I’m on a mission to be nice. Specifically to bring nice to social media. 

There’s so much mean around and there’s no need for it. You can say something nice to someone and really make their day,  how much better is that than bitching, bullying and pulling people to bits? 

I’m only human. I don’t like everyone in the public eye. Or at least I don’t like the way everyone is portrayed  they might be quite nice in real life. I make an exception for Katie Hopkins, she’s just vile, but most people are probably victims of their own PR. Oh and Donald Trump. I’m happy to be opinionated about him. 

I don’t always like the things I’m invited to like. I follow a lot of plus size bloggers and sometimes one of them will wear something I really hate. But the thing is, it’s all about personal taste. I’d never comment negatively, I prefer to zip it and only comment on what I like. Big people up, tell them they are fabulous and look awesome. How little effort does it take to compliment someone and how good do you think it makes them feel? 

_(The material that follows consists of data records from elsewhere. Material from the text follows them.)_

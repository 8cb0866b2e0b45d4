use std::collections::{BTreeMap, BTreeSet, HashMap};
use std::future::Future;
use std::path::{Path, PathBuf};
use std::sync::atomic::{AtomicU64, Ordering};
use std::sync::{Arc, Weak};
use std::time::Duration;

use futures::future::{BoxFuture, FutureExt, Shared};
use keel_bsp::protocol::{
    BuildClientCapabilities, BuildNotification, BuildRequest, BuildTargetEvent,
    BuildTargetPrepare, BuildTargetPrepareParams, BuildTargetSources, BuildTargetSourcesParams,
    BuildTargetSourcesResult, CreateWorkDoneProgress, DidChangeWatchedFiles,
    DidChangeWatchedFilesParams, EmptyParams,
    FileEvent, FileSystemWatcher, InitializeBuild, InitializeBuildParams, LogMessageParams,
    MessageType, OnBuildInitialized, OnBuildLogMessage, OnBuildTargetDidChange,
    OnBuildTargetDidChangeParams, OnBuildTaskFinish, OnBuildTaskProgress, OnBuildTaskStart,
    RegisterAction, RegisterForChanges, RegisterForChangesParams,
    SourceKitInitializeBuildResponseData, SourceKitOptions, SourceKitOptionsChanged,
    SourceKitOptionsChangedParams, SourceKitOptionsParams, TaskNotificationParams,
    TextDocumentIdentifier, WaitForBuildSystemUpdates, WorkspaceBuildTargets,
    WorkspaceBuildTargetsResult,
};
use keel_bsp::{
    server_message_channel, BspConnectionConfig, BuildBackend, BuildServerAdapter,
    LegacyBuildServer, MessageHandler, ServerMessage, ServerMessageReceiver,
    ServerMessageSender, BSP_VERSION, CLIENT_NAME,
};
use keel_build_model::{
    BuildTargetIdentifier, FileBuildSettings, Language, ResponseError, SourceFileInfo,
    SourcesItem,
};
use keel_config::{BuildSettingsConfig, FallbackConfig, PathStandardization, PreparationMode};
use keel_scheduler::{race_with_timeout, with_timeout, AsyncQueue, Debouncer, DependencyTracker};
use parking_lot::Mutex;
use serde::de::DeserializeOwned;
use serde_json::Value;
use tokio::sync::{mpsc, oneshot};
use tokio::task::AbortHandle;
use url::Url;

use crate::main_files::main_files_for;
use crate::{
    adjust, fallback_build_settings, path_standardizer, select_main_file, AsyncCache,
    BuildSystemManagerDelegate, BuildTargetGraph, BuildTargetsChangedListener, EditorConnection,
    MainFilesProvider, PathStandardizer, SourceFilesAndDirectories,
};

/// Source patterns watched in addition to the backend's own watchers when background
/// indexing keeps the index current.
const SOURCE_FILE_WATCHERS: &[&str] = &["**/*.{swift,c,cc,cpp,cxx,c++,m,mm,h,hh,hpp,hxx,inc}"];

/// Which backend a [`BuildSystemManager`] talks to.
///
/// The factories receive the channel on which the backend reports messages of its own
/// (target changes, pushed settings, log messages).
pub enum BuildServerSpec {
    /// No backend: every settings query is answered with generic defaults.
    None,
    InProcess(Box<dyn FnOnce(ServerMessageSender) -> Arc<dyn BuildBackend> + Send>),
    External {
        config: BspConnectionConfig,
        workspace_root: PathBuf,
    },
    Injected(Box<dyn FnOnce(ServerMessageSender) -> Arc<dyn MessageHandler> + Send>),
}

impl BuildServerSpec {
    pub fn in_process<F>(factory: F) -> Self
    where
        F: FnOnce(ServerMessageSender) -> Arc<dyn BuildBackend> + Send + 'static,
    {
        Self::InProcess(Box::new(factory))
    }

    pub fn injected<F>(factory: F) -> Self
    where
        F: FnOnce(ServerMessageSender) -> Arc<dyn MessageHandler> + Send + 'static,
    {
        Self::Injected(Box::new(factory))
    }
}

/// Timeouts and policies of a [`BuildSystemManager`], resolved from
/// [`BuildSettingsConfig`].
#[derive(Debug, Clone, PartialEq)]
pub struct BuildSettingsOptions {
    pub settings_timeout: Duration,
    pub workspace_request_timeout: Duration,
    pub settings_changed_debounce: Duration,
    pub dependencies_updated_debounce: Duration,
    pub background_indexing: bool,
    pub preparation: PreparationMode,
    pub server_shutdown_grace: Duration,
    pub process_exit_grace: Duration,
    pub path_standardization: PathStandardization,
    pub fallback: FallbackConfig,
}
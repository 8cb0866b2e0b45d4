use std::sync::Arc;
use std::time::Duration;

use keel_bsp::protocol::{
    RegisterAction, RegisterForChangesParams, SourceKitOptionsChangedParams,
    SourceKitOptionsParams, TextDocumentIdentifier,
};
use keel_bsp::{server_message_channel, BuildBackend, LegacyBuildServer, ServerMessage};
use keel_build_model::{Language, SourceItemKind};
use pretty_assertions::assert_eq;
use url::Url;

use super::external::start;

#[tokio::test]
async fn pushed_options_are_served_through_the_synthetic_target() {
    let (root, adapter, mut remote_messages, init) = start(&["--legacy"]).await;
    let data = init.source_kit_data();
    assert_eq!(
        data.as_ref().and_then(|data| data.source_kit_options_provider),
        None
    );

    let root_uri = Url::from_directory_path(root.path()).unwrap();
    let (tx, mut messages) = server_message_channel();
    let legacy = LegacyBuildServer::new(Arc::new(adapter), root_uri.clone(), data, tx)
        .with_shutdown_graces(Duration::from_secs(5), Duration::from_secs(5));

    let targets = legacy.build_targets().await.unwrap();
    assert_eq!(targets.len(), 1);
    assert_eq!(targets[0].id, LegacyBuildServer::target());
    let sources = legacy
        .build_target_sources(vec![LegacyBuildServer::target()])
        .await
        .unwrap();
    assert_eq!(sources[0].sources[0].uri, root_uri);
    assert_eq!(sources[0].sources[0].kind, SourceItemKind::Directory);
    assert_eq!(legacy.index_store_path().as_deref(), Some("index/store"));

    let file = Url::from_file_path(root.path().join("a.c")).unwrap();
    let params = SourceKitOptionsParams {
        text_document: TextDocumentIdentifier { uri: file.clone() },
        target: LegacyBuildServer::target(),
        language: Language::C,
    };
    assert_eq!(legacy.source_kit_options(params.clone()).await.unwrap(), None);

    legacy
        .register_for_changes(RegisterForChangesParams {
            uri: file.clone(),
            action: RegisterAction::Register,
        })
        .await;

    let pushed = tokio::time::timeout(Duration::from_secs(10), remote_messages.recv())
        .await
        .unwrap()
        .unwrap();
    let ServerMessage::Notification { method, params: pushed } = pushed else {
        panic!("expected a notification");
    };
    assert_eq!(method, "build/sourceKitOptionsChanged");
    let pushed: SourceKitOptionsChangedParams = serde_json::from_value(pushed).unwrap();
    legacy.did_change_options(pushed);

    let options = legacy.source_kit_options(params).await.unwrap().unwrap();
    assert_eq!(options.compiler_arguments[..2], ["clang", "-DLEGACY"]);

    match messages.recv().await.unwrap() {
        ServerMessage::Notification { method, .. } => {
            assert_eq!(method, "buildTarget/didChange")
        }
        other => panic!("unexpected message: {other:?}"),
    }

    legacy.shutdown().await.unwrap();
}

I’m not about saying insincere nice things though. If I complement your blog  your look  your baby pictures or your art it’s only because I genuinely like it /them. Otherwise what’s the point?  But if I don’t like something, I won’t say anything. Because if you like it  you’re proud of it and it makes you happy, what would I gain from saying something mean?  Nothing. I hate to hurt people’s feelings. 

I think we should all adopt a policy of spreading some love online. Tell people you LOVE what they’re doing. Complement their hair, their kids, their blog posts, their iPhone photography ability. Be nice. Life is too short to bring each other down. 

And now I’m going to bed. Have a great weekend.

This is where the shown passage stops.